*Problem details*:
Print each record below word for word.

*Recorded data*:
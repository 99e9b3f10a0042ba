use axum::extract::rejection::JsonRejection;
use axum::http::StatusCode;
use axum::response::{IntoResponse, Response};
use proctor_shared::{ParseEnumError, ScheduleError};
use proctor_store::StoreError;
use thiserror::Error;

#[derive(Debug, Error)]
pub enum ApiError {
    #[error("{0}")]
    Validation(String),

    #[error("{0}")]
    NotFound(String),

    #[error("{0}")]
    Forbidden(String),

    #[error("{0}")]
    Unauthenticated(String),

    #[error("{0}")]
    Conflict(String),

    /// The request is well formed but the caller's data does not allow it.
    #[error("{0}")]
    InvalidState(String),

    #[error("Internal error: {0}")]
    Internal(String),
}

impl ApiError {
    pub fn validation(message: impl Into<String>) -> Self {
        Self::Validation(message.into())
    }

    pub fn not_found(message: impl Into<String>) -> Self {
        Self::NotFound(message.into())
    }

    pub fn forbidden(message: impl Into<String>) -> Self {
        Self::Forbidden(message.into())
    }

    pub fn status(&self) -> StatusCode {
        match self {
            ApiError::Validation(_) | ApiError::InvalidState(_) => StatusCode::BAD_REQUEST,
            ApiError::NotFound(_) => StatusCode::NOT_FOUND,
            ApiError::Forbidden(_) => StatusCode::FORBIDDEN,
            ApiError::Unauthenticated(_) => StatusCode::UNAUTHORIZED,
            ApiError::Conflict(_) => StatusCode::CONFLICT,
            ApiError::Internal(_) => StatusCode::INTERNAL_SERVER_ERROR,
        }
    }
}

impl From<StoreError> for ApiError {
    fn from(err: StoreError) -> Self {
        match err {
            StoreError::NotFound => ApiError::NotFound("Record not found".into()),
            StoreError::Conflict(message) => ApiError::Conflict(message),
            other => {
                tracing::error!(error = %other, "store failure");
                ApiError::Internal(other.to_string())
            }
        }
    }
}

impl From<ParseEnumError> for ApiError {
    fn from(err: ParseEnumError) -> Self {
        ApiError::Validation(err.to_string())
    }
}

impl From<ScheduleError> for ApiError {
    fn from(err: ScheduleError) -> Self {
        ApiError::Validation(err.to_string())
    }
}

impl From<JsonRejection> for ApiError {
    fn from(rejection: JsonRejection) -> Self {
        ApiError::Validation(rejection.body_text())
    }
}

impl IntoResponse for ApiError {
    fn into_response(self) -> Response {
        let status = self.status();
        let message = match &self {
            ApiError::Internal(_) => "Internal server error".to_string(),
            other => other.to_string(),
        };

        let body = serde_json::json!({
            "status": "error",
            "message": message,
        });

        (status, axum::Json(body)).into_response()
    }
}

#[cfg(test)]
mod tests {
    use super::*;

    #[test]
    fn test_store_errors_map_to_status() {
        assert_eq!(ApiError::from(StoreError::NotFound).status(), StatusCode::NOT_FOUND);
        assert_eq!(
            ApiError::from(StoreError::Conflict("taken".into())).status(),
            StatusCode::CONFLICT
        );
        assert_eq!(
            ApiError::from(StoreError::Migration("bad".into())).status(),
            StatusCode::INTERNAL_SERVER_ERROR
        );
    }

    #[test]
    fn test_invalid_state_is_bad_request() {
        assert_eq!(
            ApiError::InvalidState("User is not enrolled in any course".into()).status(),
            StatusCode::BAD_REQUEST
        );
    }

    #[test]
    fn test_unknown_enum_is_validation() {
        let err = ApiError::from(ParseEnumError::new("resource type", "PODCAST"));
        assert!(matches!(err, ApiError::Validation(ref m) if m == "Invalid resource type: PODCAST"));
    }
}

*Output of the task*:
repository 99e9b3f10a0042ba
use axum::extract::rejection::JsonRejection;
use axum::http::StatusCode;
use axum::response::{IntoResponse, Response};
use proctor_shared::{ParseEnumError, ScheduleError};
use proctor_store::StoreError;
use thiserror::Error;

#[derive(Debug, Error)]
pub enum ApiError {
    #[error("{0}")]
    Validation(String),

    #[error("{0}")]
    NotFound(String),

    #[error("{0}")]
    Forbidden(String),

    #[error("{0}")]
    Unauthenticated(String),

    #[error("{0}")]
    Conflict(String),

    /// The request is well formed but the caller's data does not allow it.
    #[error("{0}")]
    InvalidState(String),

    #[error("Internal error: {0}")]
    Internal(String),
}

impl ApiError {
    pub fn validation(message: impl Into<String>) -> Self {
        Self::Validation(message.into())
    }

    pub fn not_found(message: impl Into<String>) -> Self {
        Self::NotFound(message.into())
    }

    pub fn forbidden(message: impl Into<String>) -> Self {
        Self::Forbidden(message.into())
    }

    pub fn status(&self) -> StatusCode {
        match self {
            ApiError::Validation(_) | ApiError::InvalidState(_) => StatusCode::BAD_REQUEST,
            ApiError::NotFound(_) => StatusCode::NOT_FOUND,
            ApiError::Forbidden(_) => StatusCode::FORBIDDEN,
            ApiError::Unauthenticated(_) => StatusCode::UNAUTHORIZED,
            ApiError::Conflict(_) => StatusCode::CONFLICT,
            ApiError::Internal(_) => StatusCode::INTERNAL_SERVER_ERROR,
        }
    }
}

impl From<StoreError> for ApiError {
    fn from(err: StoreError) -> Self {
        match err {
            StoreError::NotFound => ApiError::NotFound("Record not found".into()),
            StoreError::Conflict(message) => ApiError::Conflict(message),
            other => {
                tracing::error!(error = %other, "store failure");
                ApiError::Internal(other.to_string())
            }
        }
    }
}

impl From<ParseEnumError> for ApiError {
    fn from(err: ParseEnumError) -> Self {
        ApiError::Validation(err.to_string())
    }
}

impl From<ScheduleError> for ApiError {
    fn from(err: ScheduleError) -> Self {
        ApiError::Validation(err.to_string())
    }
}

impl From<JsonRejection> for ApiError {
    fn from(rejection: JsonRejection) -> Self {
        ApiError::Validation(rejection.body_text())
    }
}

impl IntoResponse for ApiError {
    fn into_response(self) -> Response {
        let status = self.status();
        let message = match &self {
            ApiError::Internal(_) => "Internal server error".to_string(),
            other => other.to_string(),
        };

        let body = serde_json::json!({
            "status": "error",
            "message": message,
        });

        (status, axum::Json(body)).into_response()
    }
}

#[cfg(test)]
mod tests {
    use super::*;

    #[test]
    fn test_store_errors_map_to_status() {
        assert_eq!(ApiError::from(StoreError::NotFound).status(), StatusCode::NOT_FOUND);
        assert_eq!(
            ApiError::from(StoreError::Conflict("taken".into())).status(),
            StatusCode::CONFLICT
        );
        assert_eq!(
            ApiError::from(StoreError::Migration("bad".into())).status(),
            StatusCode::INTERNAL_SERVER_ERROR
        );
    }

    #[test]
    fn test_invalid_state_is_bad_request() {
        assert_eq!(
            ApiError::InvalidState("User is not enrolled in any course".into()).status(),
            StatusCode::BAD_REQUEST
        );
    }

    #[test]
    fn test_unknown_enum_is_validation() {
        let err = ApiError::from(ParseEnumError::new("resource type", "PODCAST"));
        assert!(matches!(err, ApiError::Validation(ref m) if m == "Invalid resource type: PODCAST"));
    }
}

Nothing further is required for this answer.